What you have to do:
The records below must be transcribed precisely and in full.

Collected data entries
↓↓↓

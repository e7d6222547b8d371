// Unless explicitly stated otherwise all files in this repository are licensed
// under the MIT/Apache-2.0 License, at your convenience

use crate::error::{Result, SweepError};
use lazy_static::lazy_static;
use rand::Rng;
use regex_lite::Regex;
use serde_yaml::{Mapping, Value};
use std::time::{SystemTime, UNIX_EPOCH};

lazy_static! {
    static ref RE_SANITIZE: Regex = Regex::new(r"[^A-Za-z0-9]+").unwrap();
}

/// Convert a time spec to seconds. Accepts plain numbers (already seconds)
/// or strings with an `s`/`m`/`h` suffix: `"5s"`, `"2m"`, `"1.5h"`.
pub fn time2sec(value: &Value) -> Result<f64> {
    match value {
        Value::Number(n) => Ok(n.as_f64().unwrap_or(0.0)),
        Value::String(s) => timestr2sec(s),
        other => Err(SweepError::spec(format!(
            "Invalid time spec: {}",
            value_to_string(other)
        ))),
    }
}

pub fn timestr2sec(timestr: &str) -> Result<f64> {
    let bad = || SweepError::spec(format!("Invalid time spec: '{}'", timestr));
    let (num, mult) = match timestr.as_bytes().last().copied() {
        Some(b's') => (&timestr[..timestr.len() - 1], 1.0),
        Some(b'm') => (&timestr[..timestr.len() - 1], 60.0),
        Some(b'h') => (&timestr[..timestr.len() - 1], 3600.0),
        _ => (timestr, 1.0),
    };
    let num: f64 = num.trim().parse().map_err(|_| bad())?;
    Ok(num * mult)
}

/// Seconds rendered without a trailing `.0` for whole values, so interrupt
/// reasons read "after 2 seconds" rather than "after 2.0 seconds".
pub fn fmt_secs(secs: f64) -> String {
    if secs.fract() == 0.0 {
        format!("{}", secs as i64)
    } else {
        format!("{}", secs)
    }
}

/// Seconds since the epoch as a float, the timestamp unit of the metric
/// timeseries.
pub fn now_secs() -> f64 {
    SystemTime::now()
        .duration_since(UNIX_EPOCH)
        .map(|d| d.as_secs_f64())
        .unwrap_or(0.0)
}

/// Replace every non-alphanumeric run with `-`, for log file names derived
/// from test-case values.
pub fn sanitize_fname(value: &str) -> String {
    RE_SANITIZE.replace_all(value, "-").into_owned()
}

const UPPER_ALNUM: &[u8] = b"ABCDEFGHIJKLMNOPQRSTUVWXYZ0123456789";
const LOWER_ALNUM: &[u8] = b"abcdefghijklmnopqrstuvwxyz0123456789";

fn random_chars(charset: &[u8], len: usize) -> String {
    let mut rng = rand::thread_rng();
    (0..len)
        .map(|_| charset[rng.gen_range(0..charset.len())] as char)
        .collect()
}

/// Heredoc end-of-file marker suffix: 16 uppercase alphanumerics.
pub fn random_marker() -> String {
    random_chars(UPPER_ALNUM, 16)
}

/// Temporary file name suffix: 24 lowercase alphanumerics.
pub fn random_suffix() -> String {
    random_chars(LOWER_ALNUM, 24)
}

/// Render a YAML scalar the way it would appear after macro substitution.
pub fn value_to_string(value: &Value) -> String {
    match value {
        Value::Null => String::new(),
        Value::Bool(b) => b.to_string(),
        Value::Number(n) => {
            if let Some(i) = n.as_i64() {
                i.to_string()
            } else if let Some(u) = n.as_u64() {
                u.to_string()
            } else {
                fmt_float(n.as_f64().unwrap_or(0.0))
            }
        }
        Value::String(s) => s.clone(),
        other => serde_yaml::to_string(other)
            .map(|s| s.trim_start_matches("---").trim().to_string())
            .unwrap_or_default(),
    }
}

/// Float rendering that drops the `.0` on whole values, matching how the
/// macro engine stringifies arithmetic results.
pub fn fmt_float(v: f64) -> String {
    if v.is_finite() && v.fract() == 0.0 && v.abs() < 1e15 {
        format!("{}", v as i64)
    } else {
        format!("{}", v)
    }
}

/// Forgiving numeric coercion for metric values: anything that does not
/// parse is `0.0`.
pub fn forgiving_f64(value: &Value) -> f64 {
    match value {
        Value::Number(n) => n.as_f64().unwrap_or(0.0),
        Value::Bool(b) => {
            if *b {
                1.0
            } else {
                0.0
            }
        }
        Value::String(s) => s.trim().parse().unwrap_or(0.0),
        _ => 0.0,
    }
}

/// Boolean coercion used by `stream.active`: booleans pass through, strings
/// accept `1`/`yes`/`true`/`on` (case-insensitive).
pub fn truthy(value: &Value) -> bool {
    match value {
        Value::Bool(b) => *b,
        Value::Number(n) => n.as_f64().unwrap_or(0.0) != 0.0,
        Value::String(s) => {
            matches!(s.to_lowercase().as_str(), "1" | "yes" | "true" | "on")
        }
        _ => false,
    }
}

/// Look up a string key in a YAML mapping.
pub fn mget<'a>(map: &'a Mapping, key: &str) -> Option<&'a Value> {
    map.get(&Value::String(key.to_string()))
}

pub fn mget_str<'a>(map: &'a Mapping, key: &str) -> Option<&'a str> {
    mget(map, key).and_then(|v| v.as_str())
}

#[cfg(test)]
mod tests {
    use super::*;

    #[test]
    fn time_specs() {
        assert_eq!(timestr2sec("5s").unwrap(), 5.0);
        assert_eq!(timestr2sec("2m").unwrap(), 120.0);
        assert_eq!(timestr2sec("1h").unwrap(), 3600.0);
        assert_eq!(timestr2sec("3").unwrap(), 3.0);
        assert_eq!(time2sec(&Value::from(3)).unwrap(), 3.0);
        assert_eq!(time2sec(&Value::from(0.5)).unwrap(), 0.5);
        assert!(timestr2sec("abc").is_err());
    }

    #[test]
    fn sanitizes_filenames() {
        assert_eq!(sanitize_fname("a b/c:d"), "a-b-c-d");
        assert_eq!(sanitize_fname("plain"), "plain");
    }

    #[test]
    fn random_markers_have_shape() {
        let m = random_marker();
        assert_eq!(m.len(), 16);
        assert!(m.bytes().all(|b| b.is_ascii_uppercase() || b.is_ascii_digit()));
        let s = random_suffix();
        assert_eq!(s.len(), 24);
        assert!(s.bytes().all(|b| b.is_ascii_lowercase() || b.is_ascii_digit()));
    }

    #[test]
    fn forgiving_numbers() {
        assert_eq!(forgiving_f64(&Value::from("3.14")), 3.14);
        assert_eq!(forgiving_f64(&Value::from("n/a")), 0.0);
        assert_eq!(forgiving_f64(&Value::from(7)), 7.0);
    }

    #[test]
    fn scalar_rendering() {
        assert_eq!(value_to_string(&Value::from(3)), "3");
        assert_eq!(value_to_string(&Value::from(3.5)), "3.5");
        assert_eq!(value_to_string(&Value::from("x")), "x");
        assert_eq!(fmt_float(4.0), "4");
        assert_eq!(fmt_secs(2.0), "2");
        assert_eq!(fmt_secs(2.5), "2.5");
    }
}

↑↑↑

The completed task:
repository e7d6222547b8d371
// Unless explicitly stated otherwise all files in this repository are licensed
// under the MIT/Apache-2.0 License, at your convenience

use crate::error::{Result, SweepError};
use lazy_static::lazy_static;
use rand::Rng;
use regex_lite::Regex;
use serde_yaml::{Mapping, Value};
use std::time::{SystemTime, UNIX_EPOCH};

lazy_static! {
    static ref RE_SANITIZE: Regex = Regex::new(r"[^A-Za-z0-9]+").unwrap();
}

/// Convert a time spec to seconds. Accepts plain numbers (already seconds)
/// or strings with an `s`/`m`/`h` suffix: `"5s"`, `"2m"`, `"1.5h"`.
pub fn time2sec(value: &Value) -> Result<f64> {
    match value {
        Value::Number(n) => Ok(n.as_f64().unwrap_or(0.0)),
        Value::String(s) => timestr2sec(s),
        other => Err(SweepError::spec(format!(
            "Invalid time spec: {}",
            value_to_string(other)
        ))),
    }
}

pub fn timestr2sec(timestr: &str) -> Result<f64> {
    let bad = || SweepError::spec(format!("Invalid time spec: '{}'", timestr));
    let (num, mult) = match timestr.as_bytes().last().copied() {
        Some(b's') => (&timestr[..timestr.len() - 1], 1.0),
        Some(b'm') => (&timestr[..timestr.len() - 1], 60.0),
        Some(b'h') => (&timestr[..timestr.len() - 1], 3600.0),
        _ => (timestr, 1.0),
    };
    let num: f64 = num.trim().parse().map_err(|_| bad())?;
    Ok(num * mult)
}

/// Seconds rendered without a trailing `.0` for whole values, so interrupt
/// reasons read "after 2 seconds" rather than "after 2.0 seconds".
pub fn fmt_secs(secs: f64) -> String {
    if secs.fract() == 0.0 {
        format!("{}", secs as i64)
    } else {
        format!("{}", secs)
    }
}

/// Seconds since the epoch as a float, the timestamp unit of the metric
/// timeseries.
pub fn now_secs() -> f64 {
    SystemTime::now()
        .duration_since(UNIX_EPOCH)
        .map(|d| d.as_secs_f64())
        .unwrap_or(0.0)
}

/// Replace every non-alphanumeric run with `-`, for log file names derived
/// from test-case values.
pub fn sanitize_fname(value: &str) -> String {
    RE_SANITIZE.replace_all(value, "-").into_owned()
}

const UPPER_ALNUM: &[u8] = b"ABCDEFGHIJKLMNOPQRSTUVWXYZ0123456789";
const LOWER_ALNUM: &[u8] = b"abcdefghijklmnopqrstuvwxyz0123456789";

fn random_chars(charset: &[u8], len: usize) -> String {
    let mut rng = rand::thread_rng();
    (0..len)
        .map(|_| charset[rng.gen_range(0..charset.len())] as char)
        .collect()
}

/// Heredoc end-of-file marker suffix: 16 uppercase alphanumerics.
pub fn random_marker() -> String {
    random_chars(UPPER_ALNUM, 16)
}

/// Temporary file name suffix: 24 lowercase alphanumerics.
pub fn random_suffix() -> String {
    random_chars(LOWER_ALNUM, 24)
}

/// Render a YAML scalar the way it would appear after macro substitution.
pub fn value_to_string(value: &Value) -> String {
    match value {
        Value::Null => String::new(),
        Value::Bool(b) => b.to_string(),
        Value::Number(n) => {
            if let Some(i) = n.as_i64() {
                i.to_string()
            } else if let Some(u) = n.as_u64() {
                u.to_string()
            } else {
                fmt_float(n.as_f64().unwrap_or(0.0))
            }
        }
        Value::String(s) => s.clone(),
        other => serde_yaml::to_string(other)
            .map(|s| s.trim_start_matches("---").trim().to_string())
            .unwrap_or_default(),
    }
}

/// Float rendering that drops the `.0` on whole values, matching how the
/// macro engine stringifies arithmetic results.
pub fn fmt_float(v: f64) -> String {
    if v.is_finite() && v.fract() == 0.0 && v.abs() < 1e15 {
        format!("{}", v as i64)
    } else {
        format!("{}", v)
    }
}

/// Forgiving numeric coercion for metric values: anything that does not
/// parse is `0.0`.
pub fn forgiving_f64(value: &Value) -> f64 {
    match value {
        Value::Number(n) => n.as_f64().unwrap_or(0.0),
        Value::Bool(b) => {
            if *b {
                1.0
            } else {
                0.0
            }
        }
        Value::String(s) => s.trim().parse().unwrap_or(0.0),
        _ => 0.0,
    }
}

/// Boolean coercion used by `stream.active`: booleans pass through, strings
/// accept `1`/`yes`/`true`/`on` (case-insensitive).
pub fn truthy(value: &Value) -> bool {
    match value {
        Value::Bool(b) => *b,
        Value::Number(n) => n.as_f64().unwrap_or(0.0) != 0.0,
        Value::String(s) => {
            matches!(s.to_lowercase().as_str(), "1" | "yes" | "true" | "on")
        }
        _ => false,
    }
}

/// Look up a string key in a YAML mapping.
pub fn mget<'a>(map: &'a Mapping, key: &str) -> Option<&'a Value> {
    map.get(&Value::String(key.to_string()))
}

pub fn mget_str<'a>(map: &'a Mapping, key: &str) -> Option<&'a str> {
    mget(map, key).and_then(|v| v.as_str())
}

#[cfg(test)]
mod tests {
    use super::*;

    #[test]
    fn time_specs() {
        assert_eq!(timestr2sec("5s").unwrap(), 5.0);
        assert_eq!(timestr2sec("2m").unwrap(), 120.0);
        assert_eq!(timestr2sec("1h").unwrap(), 3600.0);
        assert_eq!(timestr2sec("3").unwrap(), 3.0);
        assert_eq!(time2sec(&Value::from(3)).unwrap(), 3.0);
        assert_eq!(time2sec(&Value::from(0.5)).unwrap(), 0.5);
        assert!(timestr2sec("abc").is_err());
    }

    #[test]
    fn sanitizes_filenames() {
        assert_eq!(sanitize_fname("a b/c:d"), "a-b-c-d");
        assert_eq!(sanitize_fname("plain"), "plain");
    }

    #[test]
    fn random_markers_have_shape() {
        let m = random_marker();
        assert_eq!(m.len(), 16);
        assert!(m.bytes().all(|b| b.is_ascii_uppercase() || b.is_ascii_digit()));
        let s = random_suffix();
        assert_eq!(s.len(), 24);
        assert!(s.bytes().all(|b| b.is_ascii_lowercase() || b.is_ascii_digit()));
    }

    #[test]
    fn forgiving_numbers() {
        assert_eq!(forgiving_f64(&Value::from("3.14")), 3.14);
        assert_eq!(forgiving_f64(&Value::from("n/a")), 0.0);
        assert_eq!(forgiving_f64(&Value::from(7)), 7.0);
    }

    #[test]
    fn scalar_rendering() {
        assert_eq!(value_to_string(&Value::from(3)), "3");
        assert_eq!(value_to_string(&Value::from(3.5)), "3.5");
        assert_eq!(value_to_string(&Value::from("x")), "x");
        assert_eq!(fmt_float(4.0), "4");
        assert_eq!(fmt_secs(2.0), "2");
        assert_eq!(fmt_secs(2.5), "2.5");
    }
}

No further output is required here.